The goal of this task is to study, with a number line, why it makes sense for a whole number $a$ that  $-(-a) = a$. The negative sign preserves the distance from 0 but switches the direction from 0. There are only two directions to go on the number line: left and right.  Therefore, if we switch directions twice this will bring us back to our original direction from 0.  Since the distance from 0 does not change, this means that taking the opposite of a negative number will produce a positive number with equal distance from 0.  This reasoning will be foundational for future 7th grade work where students must reason about the opposite of quantities such as (-2 + 8) and -(-2 + 8).  

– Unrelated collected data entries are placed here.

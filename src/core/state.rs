//! A single state and its event-handler table.

use super::name::{Name, DEFAULT_EVENT, ENTER_HOOK, EXIT_HOOK};
use super::transition::{Context, Handler, Transition};
use indexmap::IndexMap;
use std::fmt;
use tracing::trace;

/// Ordered mapping of event name to handler.
///
/// Insertion order is kept for display. Re-registering an event replaces the
/// handler in place.
pub type TransitionTable<D> = IndexMap<Name, Handler<D>>;

/// A named state owning the handlers for the events it reacts to.
///
/// # Example
///
/// ```rust
/// use barebone_fsm::{Machine, Transition};
///
/// let mut machine = Machine::new();
/// machine.state("open", |s| {
///     s.goto("close", "closed");
///     s.on("knock", |_| Transition::None);
/// });
///
/// let open = machine.get("open").unwrap();
/// assert!(open.has_event("close"));
/// assert_eq!(open.to_string(), "open: [close, knock]");
/// ```
pub struct State<D = ()> {
    name: Name,
    events: TransitionTable<D>,
}

impl<D> State<D> {
    pub(crate) fn new(name: Name) -> Self {
        Self {
            name,
            events: IndexMap::new(),
        }
    }

    /// The state's name.
    pub fn name(&self) -> &Name {
        &self.name
    }

    /// Register (or replace) the handler for `event`.
    pub fn on<F>(&mut self, event: impl Into<Name>, handler: F) -> &mut Self
    where
        F: FnMut(&mut Context<'_, D>) -> Transition + 'static,
    {
        self.events.insert(event.into(), Box::new(handler));
        self
    }

    /// Register a hook run whenever the machine enters this state.
    pub fn on_enter<F>(&mut self, mut hook: F) -> &mut Self
    where
        F: FnMut(&mut Context<'_, D>) + 'static,
    {
        self.on(ENTER_HOOK, move |ctx| {
            hook(ctx);
            Transition::None
        })
    }

    /// Register a hook run whenever the machine leaves this state.
    pub fn on_exit<F>(&mut self, mut hook: F) -> &mut Self
    where
        F: FnMut(&mut Context<'_, D>) + 'static,
    {
        self.on(EXIT_HOOK, move |ctx| {
            hook(ctx);
            Transition::None
        })
    }

    /// Register a catch-all handler for events with no handler of their own.
    pub fn otherwise<F>(&mut self, handler: F) -> &mut Self
    where
        F: FnMut(&mut Context<'_, D>) -> Transition + 'static,
    {
        self.on(DEFAULT_EVENT, handler)
    }

    /// Register `event` as an unconditional move to `target`.
    pub fn goto(&mut self, event: impl Into<Name>, target: impl Into<Name>) -> &mut Self {
        let target = target.into();
        self.on(event, move |_| Transition::To(target.clone()))
    }

    /// Register every `(event, target)` pair as an unconditional move.
    pub fn transitions<I, E, T>(&mut self, mapping: I) -> &mut Self
    where
        I: IntoIterator<Item = (E, T)>,
        E: Into<Name>,
        T: Into<Name>,
    {
        for (event, target) in mapping {
            self.goto(event, target);
        }
        self
    }

    /// Check if a handler is registered under `event` (reserved names included).
    pub fn has_event(&self, event: &str) -> bool {
        self.events.contains_key(event)
    }

    /// Registered event names in insertion order.
    pub fn events(&self) -> impl Iterator<Item = &Name> + '_ {
        self.events.keys()
    }

    /// Number of registered handlers.
    pub fn len(&self) -> usize {
        self.events.len()
    }

    pub fn is_empty(&self) -> bool {
        self.events.is_empty()
    }

    /// Render as `"<name>: [<event>, ...]"`.
    pub fn describe(&self) -> String {
        self.to_string()
    }

    /// Resolve and run `event` on this state.
    ///
    /// Uses the handler for `event`, else the `"default"` handler, else does
    /// nothing. Whenever a handler runs, `last_event` is set to the requested
    /// event name first.
    pub(crate) fn trigger(
        &mut self,
        event: &str,
        last_event: &mut Option<Name>,
        data: &mut D,
    ) -> Transition {
        let handler = match self.events.get_index_of(event) {
            Some(index) => Some(index),
            None => {
                let fallback = self.events.get_index_of(DEFAULT_EVENT);
                if fallback.is_some() {
                    trace!(state = %self.name, event, "falling back to default handler");
                }
                fallback
            }
        };

        let Some((_, handler)) = handler.and_then(|index| self.events.get_index_mut(index)) else {
            trace!(state = %self.name, event, "no handler");
            return Transition::None;
        };

        let event = Name::from(event);
        *last_event = Some(event.clone());
        let mut ctx = Context::new(&event, &self.name, data);
        handler(&mut ctx)
    }
}

impl<D> fmt::Display for State<D> {
    fn fmt(&self, f: &mut fmt::Formatter<'_>) -> fmt::Result {
        write!(f, "{}: [", self.name)?;
        for (i, event) in self.events.keys().enumerate() {
            if i > 0 {
                f.write_str(", ")?;
            }
            write!(f, "{event}")?;
        }
        f.write_str("]")
    }
}

impl<D> fmt::Debug for State<D> {
    fn fmt(&self, f: &mut fmt::Formatter<'_>) -> fmt::Result {
        f.debug_struct("State")
            .field("name", &self.name)
            .field("events", &self.events.keys().collect::<Vec<_>>())
            .finish()
    }
}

This task complements https://www.illustrativemathematics.org/illustrations/283 which investigates plotting negative integers on the number line. 

Solution

  1. The numbers -2 and -4 are both negative and so they are both located to the left of 0. To place -2 on the number line, we need to move two units to the left of 0 and for -4 we move four units to the left of 0. The unit has been marked on the number line (in the positive direction) so we can count 2 and 4 equal tick marks to place -2 and -4 as shown below:

        

  2. For -(-2) we are looking for the negative or opposite of -2. Since -2 is two units to the left of 0 this means that -(-2) will be two units to the right of 0. Similarly -(-4) is 4 units to the right of 0. These are plotted on the number line below:

        

    Notice that -(-2) = 2 and -(-4) = 4. The first negative sign switches us from the right of 0 to the left of 0 and the second negative sign puts us back where we started.

  3. Since 0 is neither to the right nor to the left of 0, taking the opposite of 0 will give 0, that is -0=0. For a positive number, such as 2, the opposite or -2 is a negative number. For a negative number such as -4, the opposite or -(-4) is positive. The number 0 is neither positive nor negative so we must have -0=0.